Be Aware of Interest Rate and Fees
The annual fee is the main drawback of the Destiny® Mastercard®, but its high annual percentage rate (APR) is also something to keep in mind. The APR gets applied to your purchases unless you pay off your account balance in full every month, and can accrue daily on new balances if you're carrying a balance from one month to the next.
There's also no rewards program and few cardholder benefits with the Destiny® Mastercard®. Many cards for people with poor credit don't come with these benefits, but there are a few options, including secured cards, that do offer rewards and perks.
In addition to its annual fee, the Destiny® Mastercard® has some other fees you may have to pay depending on how you use the card.
- 1% foreign transaction fee: A fee on transactions outside the U.S. or in a foreign currency. While some cards have no foreign transaction fees, those that charge the fee often charge 2% to 3%.
- Up to $40 overlimit fee: You may be able to opt in to overlimit coverage, which lets you spend more than the card's $300 credit limit. But if you opt in and go over the limit, you could be charged up to $40 in overlimit fees. It may be best to remain opted out to avoid accidentally incurring the fee. In addition, carrying a high balance will cause your credit utilization ratio to spike and hurt your credit scores.
On the plus side, you won't pay any cash advance fees during your first year with this card, an uncommon benefit if you plan to use your card to withdraw cash. (After that you'll pay a 5% fee on the amount withdrawn, with a $5 minimum and $100 maximum.) In either case your cash advance will be subject to a high daily interest rate, which is a good reason to avoid using your card to get cash.
There are other common fees as well, such as late and returned payment fees, which you can avoid by making at least your minimum payment on time—and which most cards charge.
Prequalify Without Hurting Your Credit
If you're interested in the Destiny® Mastercard®, you can check to see if you're prequalified for one of its offers with a soft credit inquiry—the type that doesn't impact your credit scores. It's a good first step, as applying for a card can lead to a hard inquiry, which can temporarily hurt your credit scores a little even if you're not approved.
Although you don't need great credit to get the Destiny® Mastercard®, you'll still need to meet the eligibility requirements. For example, you have to have a valid Social Security number and can't previously have had a Destiny® Mastercard® that was charged off because you were behind on payments. However, you may be able to get approved even if you've declared bankruptcy or have a low credit score.
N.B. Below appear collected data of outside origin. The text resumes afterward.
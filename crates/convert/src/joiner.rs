//! Token assembly
//!
//! Tokens come out of the resolver in spoken order; joining inserts
//! the locale connective between groups except before words the
//! locale marks as attaching bare.

use extenso_core::Locale;

/// Join word tokens into a single phrase.
pub(crate) fn join(locale: &dyn Locale, tokens: &[&str]) -> String {
    let mut phrase = String::new();
    for token in tokens {
        if phrase.is_empty() {
            phrase.push_str(token);
            continue;
        }
        phrase.push(' ');
        if !locale.attaches_bare(token) {
            phrase.push_str(locale.connective());
            phrase.push(' ');
        }
        phrase.push_str(token);
    }
    phrase
}
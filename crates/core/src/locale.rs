//! Locale contract
//!
//! A [`Locale`] supplies every language-specific fact the converter
//! needs: the word tables for small values, the scale words for the
//! large brackets, the connective and separator tokens, and the
//! message returned for unsupported input. Implementations hold only
//! read-only data and are shared across calls behind `Arc<dyn Locale>`.

use crate::magnitude::NumberCategory;
use crate::scale::ScaleMode;

/// Language-specific word tables and joining rules.
pub trait Locale: Send + Sync {
    /// Direct word for a value inside its bracket, when one exists.
    ///
    /// Covers the small brackets: units (including zero), tens that
    /// have their own word, and exact hundred multiples from 200 up.
    /// Returns `None` for values that must be decomposed further and
    /// for the value 100, which [`Locale::hundred_word`] owns.
    fn lookup(&self, category: NumberCategory, value: u64) -> Option<&str>;

    /// Word for exactly 100. Some languages change it when a remainder
    /// follows, so `prefixed` marks that position.
    fn hundred_word(&self, prefixed: bool) -> &str;

    /// Scale word for a large bracket under the given naming system.
    ///
    /// `plural` selects the form used after a coefficient greater than
    /// one. Returns `None` for brackets that have no scale word.
    fn scale_word(
        &self,
        category: NumberCategory,
        scale: ScaleMode,
        plural: bool,
    ) -> Option<&str>;

    /// Connective inserted between spelled groups.
    fn connective(&self) -> &str;

    /// Whether `word` joins the phrase with a plain space instead of
    /// the connective. Scale words behave this way in Portuguese.
    fn attaches_bare(&self, word: &str) -> bool;

    /// Word spoken for the decimal point.
    fn decimal_separator(&self) -> &str;

    /// Word for the digit zero, read out for each leading zero of a
    /// fractional part.
    fn zero_word(&self) -> &str;

    /// Message returned when the input is outside the supported range.
    fn unsupported_message(&self) -> &str;
}
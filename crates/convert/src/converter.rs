//! Conversion front end
//!
//! [`Converter`] owns the shared pieces of a conversion, the locale
//! tables and the configured naming system, and checks the digit limit
//! before handing values to the resolver. The lossless entry point is
//! [`Converter::try_convert`]; [`Converter::convert`] masks every
//! failure with the locale's unsupported message.

use std::sync::Arc;

use serde::{Deserialize, Serialize};

use extenso_core::{digit_count, ConvertError, Locale, Number, Result, ScaleMode, DIGIT_LIMIT};
use extenso_locale::PtLocale;

use crate::decimal;
use crate::joiner;
use crate::resolver::Resolver;

/// Converter settings.
#[derive(Debug, Clone, Copy, Default, PartialEq, Eq, Serialize, Deserialize)]
pub struct ConverterConfig {
    /// Naming system for the brackets past the millions.
    #[serde(default)]
    pub scale: ScaleMode,
}

/// Spells numbers out as words.
///
/// Holds only read-only shared state, so one instance serves any
/// number of threads; each call keeps its working buffer on its own
/// stack.
#[derive(Clone)]
pub struct Converter {
    locale: Arc<dyn Locale>,
    config: ConverterConfig,
}

impl Default for Converter {
    fn default() -> Self {
        Self::new(ConverterConfig::default())
    }
}

impl Converter {
    /// Portuguese converter with the given settings.
    pub fn new(config: ConverterConfig) -> Self {
        Self {
            locale: PtLocale::shared(),
            config,
        }
    }

    /// Converter over custom locale tables.
    pub fn with_locale(locale: Arc<dyn Locale>, config: ConverterConfig) -> Self {
        Self { locale, config }
    }

    /// Spell `number` out, masking any failure with the locale's
    /// unsupported message.
    pub fn convert(&self, number: impl Into<Number>) -> String {
        self.spell_or_mask(&number.into(), self.config.scale)
    }

    /// Spell `number` out under an explicit naming system.
    pub fn convert_with(&self, number: impl Into<Number>, scale: ScaleMode) -> String {
        self.spell_or_mask(&number.into(), scale)
    }

    /// Spell `number` out, surfacing the failure cause.
    pub fn try_convert(&self, number: impl Into<Number>) -> Result<String> {
        self.try_spell(&number.into(), self.config.scale)
    }

    /// Spell `number` out under an explicit naming system, surfacing
    /// the failure cause.
    pub fn try_convert_with(&self, number: impl Into<Number>, scale: ScaleMode) -> Result<String> {
        self.try_spell(&number.into(), scale)
    }

    /// Spell a floating point value through its shortest decimal form.
    /// Non-finite and negative input masks to the unsupported message.
    pub fn convert_f64(&self, value: f64) -> String {
        self.convert_f64_with(value, self.config.scale)
    }

    /// Spell a floating point value under an explicit naming system.
    pub fn convert_f64_with(&self, value: f64, scale: ScaleMode) -> String {
        match Number::try_from(value) {
            Ok(number) => self.spell_or_mask(&number, scale),
            Err(err) => {
                tracing::debug!(value, error = %err, "float input rejected");
                self.locale.unsupported_message().to_string()
            }
        }
    }

    /// Spell a single precision value. See [`Converter::convert_f64`].
    pub fn convert_f32(&self, value: f32) -> String {
        self.convert_f32_with(value, self.config.scale)
    }

    /// Spell a single precision value under an explicit naming system.
    pub fn convert_f32_with(&self, value: f32, scale: ScaleMode) -> String {
        match Number::try_from(value) {
            Ok(number) => self.spell_or_mask(&number, scale),
            Err(err) => {
                tracing::debug!(value, error = %err, "float input rejected");
                self.locale.unsupported_message().to_string()
            }
        }
    }

    fn spell_or_mask(&self, number: &Number, scale: ScaleMode) -> String {
        match self.try_spell(number, scale) {
            Ok(words) => words,
            Err(err) => {
                tracing::debug!(number = %number, error = %err, "conversion rejected");
                self.locale.unsupported_message().to_string()
            }
        }
    }

    fn try_spell(&self, number: &Number, scale: ScaleMode) -> Result<String> {
        tracing::debug!(number = %number, ?scale, "converting");
        match number {
            Number::Int(value) => {
                if *value < 0 {
                    return Err(ConvertError::NegativeNumber);
                }
                let value = *value as u64;
                let digits = digit_count(value) as usize;
                if digits > DIGIT_LIMIT {
                    return Err(ConvertError::DigitLimitExceeded {
                        digits,
                        limit: DIGIT_LIMIT,
                    });
                }
                let tokens = Resolver::new(self.locale.as_ref(), scale).resolve(value)?;
                Ok(joiner::join(self.locale.as_ref(), &tokens))
            }
            Number::Decimal(digits) => {
                let longest = digits.whole().len().max(digits.frac().len());
                if longest > DIGIT_LIMIT {
                    return Err(ConvertError::DigitLimitExceeded {
                        digits: longest,
                        limit: DIGIT_LIMIT,
                    });
                }
                decimal::spell(
                    self.locale.as_ref(),
                    scale,
                    digits.whole(),
                    digits.frac(),
                )
            }
        }
    }
}

#[cfg(test)]
mod tests {
    use super::*;

    #[test]
    fn test_integers_spell_out() {
        let converter = Converter::default();
        assert_eq!(converter.convert(0), "zero");
        assert_eq!(converter.convert(23), "vinte e três");
        assert_eq!(converter.convert(1_000u32), "mil");
        assert_eq!(converter.convert(2_500i64), "dois mil e quinhentos");
    }

    #[test]
    fn test_configured_scale_applies() {
        let long = Converter::default();
        let short = Converter::new(ConverterConfig {
            scale: ScaleMode::ShortScale,
        });
        assert_eq!(long.convert(1_000_000_000i64), "mil milhões");
        assert_eq!(short.convert(1_000_000_000i64), "bilião");
    }

    #[test]
    fn test_explicit_scale_overrides_configuration() {
        let converter = Converter::default();
        assert_eq!(
            converter.convert_with(1_000_000_000_000i64, ScaleMode::ShortScale),
            "trilião"
        );
        assert_eq!(
            converter.convert_with(1_000_000_000_000i64, ScaleMode::LongScale),
            "bilião"
        );
    }

    #[test]
    fn test_negative_input_masks_and_errors() {
        let converter = Converter::default();
        assert_eq!(converter.convert(-1), "número não suportado");
        assert!(matches!(
            converter.try_convert(-1),
            Err(ConvertError::NegativeNumber)
        ));
    }

    #[test]
    fn test_digit_limit_masks_and_errors() {
        let converter = Converter::default();
        let too_wide = 1_000_000_000_000_000i64;
        assert_eq!(converter.convert(too_wide), "número não suportado");
        assert!(matches!(
            converter.try_convert(too_wide),
            Err(ConvertError::DigitLimitExceeded {
                digits: 16,
                limit: 15,
            })
        ));

        let at_limit = 999_999_999_999_999i64;
        assert_eq!(
            converter.convert(at_limit),
            "novecentos e noventa e nove biliões e novecentos e noventa e nove mil milhões \
             e novecentos e noventa e nove milhões e novecentos e noventa e nove mil \
             e novecentos e noventa e nove"
        );
    }

    #[test]
    fn test_decimal_digit_limit_checks_each_part() {
        let converter = Converter::default();
        let wide_frac = Number::decimal("1", "0000000000000005").unwrap();
        assert_eq!(converter.convert(wide_frac), "número não suportado");

        let at_limit = Number::decimal("1", "000000000000005").unwrap();
        assert_eq!(
            converter.convert(at_limit),
            "um vírgula zero zero zero zero zero zero zero zero zero zero zero zero zero zero cinco"
        );
    }

    #[test]
    fn test_float_entry_points() {
        let converter = Converter::default();
        assert_eq!(converter.convert_f64(0.05), "zero vírgula zero cinco");
        assert_eq!(converter.convert_f64(5.0), "cinco");
        assert_eq!(converter.convert_f32(2.5), "dois vírgula cinco");
        assert_eq!(converter.convert_f64(f64::NAN), "número não suportado");
        assert_eq!(converter.convert_f64(-3.2), "número não suportado");
    }

    #[test]
    fn test_parsed_strings_convert() {
        let converter = Converter::default();
        let number: Number = "123.450".parse().unwrap();
        assert_eq!(
            converter.convert(number),
            "cento e vinte e três vírgula quatrocentos e cinquenta"
        );
    }

    #[test]
    fn test_custom_locale_handle() {
        let converter = Converter::with_locale(PtLocale::shared(), ConverterConfig::default());
        assert_eq!(converter.convert(42), "quarenta e dois");
    }

    #[test]
    fn test_config_serde_round_trip() {
        let config: ConverterConfig = serde_json::from_str(r#"{"scale":"short_scale"}"#).unwrap();
        assert_eq!(config.scale, ScaleMode::ShortScale);

        let config: ConverterConfig = serde_json::from_str("{}").unwrap();
        assert_eq!(config.scale, ScaleMode::LongScale);
    }
}
//! Tagged numeric input
//!
//! One entry type covers every accepted source: whole numbers arrive as
//! [`Number::Int`], fixed-precision decimals as [`Number::Decimal`] with
//! their exact digit strings. Floating point callers convert through the
//! locale-invariant `Display` form before conversion, so binary rounding
//! can never change which digits get spelled.

use std::fmt;
use std::str::FromStr;

use once_cell::sync::Lazy;
use regex::Regex;
use serde::{Deserialize, Serialize};
use thiserror::Error;

/// Maximum digits accepted in the whole part or the fractional part.
/// Inputs beyond the limit are rejected, never approximated.
pub const DIGIT_LIMIT: usize = 15;

/// Unsigned decimal literal: digits, optionally a point and more digits.
static DECIMAL_LITERAL: Lazy<Regex> = Lazy::new(|| Regex::new(r"^(\d+)(?:\.(\d+))?$").unwrap());

/// Errors from building a [`Number`] out of text or floating point input.
#[derive(Error, Debug)]
pub enum ParseNumberError {
    #[error("empty numeric literal")]
    Empty,

    #[error("invalid numeric literal: {0:?}")]
    InvalidLiteral(String),

    #[error("negative values have no defined spelling")]
    Negative,

    #[error("value is not finite")]
    NotFinite,
}

/// Exact decimal digits of a fixed-precision value.
///
/// Both parts hold ASCII digits only; the whole part is never empty.
/// Leading zeros in the fractional part are significant: "05" spells an
/// extra zero that "5" does not.
#[derive(Debug, Clone, PartialEq, Eq, Serialize, Deserialize)]
pub struct DecimalDigits {
    whole: String,
    frac: String,
}

impl DecimalDigits {
    /// Build from raw digit strings. The fractional part may be empty.
    pub fn new(
        whole: impl Into<String>,
        frac: impl Into<String>,
    ) -> Result<Self, ParseNumberError> {
        let whole = whole.into();
        let frac = frac.into();

        if whole.is_empty() {
            return Err(ParseNumberError::Empty);
        }
        if !whole.bytes().all(|b| b.is_ascii_digit()) {
            return Err(ParseNumberError::InvalidLiteral(whole));
        }
        if !frac.bytes().all(|b| b.is_ascii_digit()) {
            return Err(ParseNumberError::InvalidLiteral(frac));
        }

        Ok(Self { whole, frac })
    }

    /// Digits before the decimal point.
    pub fn whole(&self) -> &str {
        &self.whole
    }

    /// Digits after the decimal point, empty when none were given.
    pub fn frac(&self) -> &str {
        &self.frac
    }
}

/// A numeric value accepted by the converter.
#[derive(Debug, Clone, PartialEq, Eq, Serialize, Deserialize)]
#[serde(rename_all = "snake_case")]
pub enum Number {
    /// A whole number.
    Int(i64),
    /// A fixed-precision decimal captured as exact digit strings.
    Decimal(DecimalDigits),
}

impl Number {
    /// Build the decimal arm from digit strings.
    pub fn decimal(
        whole: impl Into<String>,
        frac: impl Into<String>,
    ) -> Result<Self, ParseNumberError> {
        DecimalDigits::new(whole, frac).map(Number::Decimal)
    }
}

impl fmt::Display for Number {
    fn fmt(&self, f: &mut fmt::Formatter<'_>) -> fmt::Result {
        match self {
            Number::Int(v) => write!(f, "{v}"),
            Number::Decimal(d) if d.frac.is_empty() => write!(f, "{}", d.whole),
            Number::Decimal(d) => write!(f, "{}.{}", d.whole, d.frac),
        }
    }
}

impl From<i64> for Number {
    fn from(value: i64) -> Self {
        Number::Int(value)
    }
}

impl From<i32> for Number {
    fn from(value: i32) -> Self {
        Number::Int(i64::from(value))
    }
}

impl From<i16> for Number {
    fn from(value: i16) -> Self {
        Number::Int(i64::from(value))
    }
}

impl From<i8> for Number {
    fn from(value: i8) -> Self {
        Number::Int(i64::from(value))
    }
}

impl From<u8> for Number {
    fn from(value: u8) -> Self {
        Number::Int(i64::from(value))
    }
}

impl From<u16> for Number {
    fn from(value: u16) -> Self {
        Number::Int(i64::from(value))
    }
}

impl From<u32> for Number {
    fn from(value: u32) -> Self {
        Number::Int(i64::from(value))
    }
}

impl From<u64> for Number {
    fn from(value: u64) -> Self {
        match i64::try_from(value) {
            Ok(v) => Number::Int(v),
            // Past i64 the value is over the digit limit anyway; keep the
            // exact digits so the converter can reject it by count.
            Err(_) => Number::Decimal(DecimalDigits {
                whole: value.to_string(),
                frac: String::new(),
            }),
        }
    }
}

impl TryFrom<f64> for Number {
    type Error = ParseNumberError;

    fn try_from(value: f64) -> Result<Self, Self::Error> {
        if !value.is_finite() {
            return Err(ParseNumberError::NotFinite);
        }
        if value == 0.0 {
            // Covers the negatively signed zero, which formats as "-0".
            return Ok(Number::Int(0));
        }
        if value < 0.0 {
            return Err(ParseNumberError::Negative);
        }
        format!("{value}").parse()
    }
}

impl TryFrom<f32> for Number {
    type Error = ParseNumberError;

    fn try_from(value: f32) -> Result<Self, Self::Error> {
        if !value.is_finite() {
            return Err(ParseNumberError::NotFinite);
        }
        if value == 0.0 {
            return Ok(Number::Int(0));
        }
        if value < 0.0 {
            return Err(ParseNumberError::Negative);
        }
        // Format at f32 precision; widening to f64 first would drag in
        // digits the caller never wrote.
        format!("{value}").parse()
    }
}

impl FromStr for Number {
    type Err = ParseNumberError;

    fn from_str(s: &str) -> Result<Self, Self::Err> {
        let s = s.trim();
        if s.is_empty() {
            return Err(ParseNumberError::Empty);
        }
        if let Some(rest) = s.strip_prefix('-') {
            if DECIMAL_LITERAL.is_match(rest) {
                return Err(ParseNumberError::Negative);
            }
            return Err(ParseNumberError::InvalidLiteral(s.to_string()));
        }

        let caps = DECIMAL_LITERAL
            .captures(s)
            .ok_or_else(|| ParseNumberError::InvalidLiteral(s.to_string()))?;
        let whole = caps.get(1).map(|m| m.as_str()).unwrap_or_default();
        let frac = caps.get(2).map(|m| m.as_str()).unwrap_or_default();

        Ok(Number::Decimal(DecimalDigits {
            whole: whole.to_string(),
            frac: frac.to_string(),
        }))
    }
}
|Purchase APR: 24.90%||Grace period: 25 days|
|Transfer APR: N/A||Annual fee: $59 - $99|
|Cash advance APR: 29.9%||Balance transfer fee: N/A|
|Minimum interest charge: $.50||Cash advance fee: $0 for the first year, then 5% ($5 minimum and $100 maximum)|
|Foreign transaction fee: 1%|
|Late payment fee: Up to $40|
|Returned payment fee: Up to $40|
The Destiny® Mastercard® website doesn't clearly state whether you can currently add an authorized user to your account. If the card issuer approves your request, there's no fee for an authorized user and the other person will receive a card linked to your account.
Authorized-user accounts may be reported to the credit bureaus as well, which could help the other person build credit. And while the authorized user can use their credit card (with your permission), you'll be responsible for the total monthly bill.
Is This Card Right for You?
While the Destiny® Mastercard® could be appealing if you're trying to build credit and don't want a secured card, consider the fees and lack of benefits before opening an account. There may be other unsecured cards available with lower fees and more perks. Or, there are secured cards with no annual fees and rewards that could be better long-term options.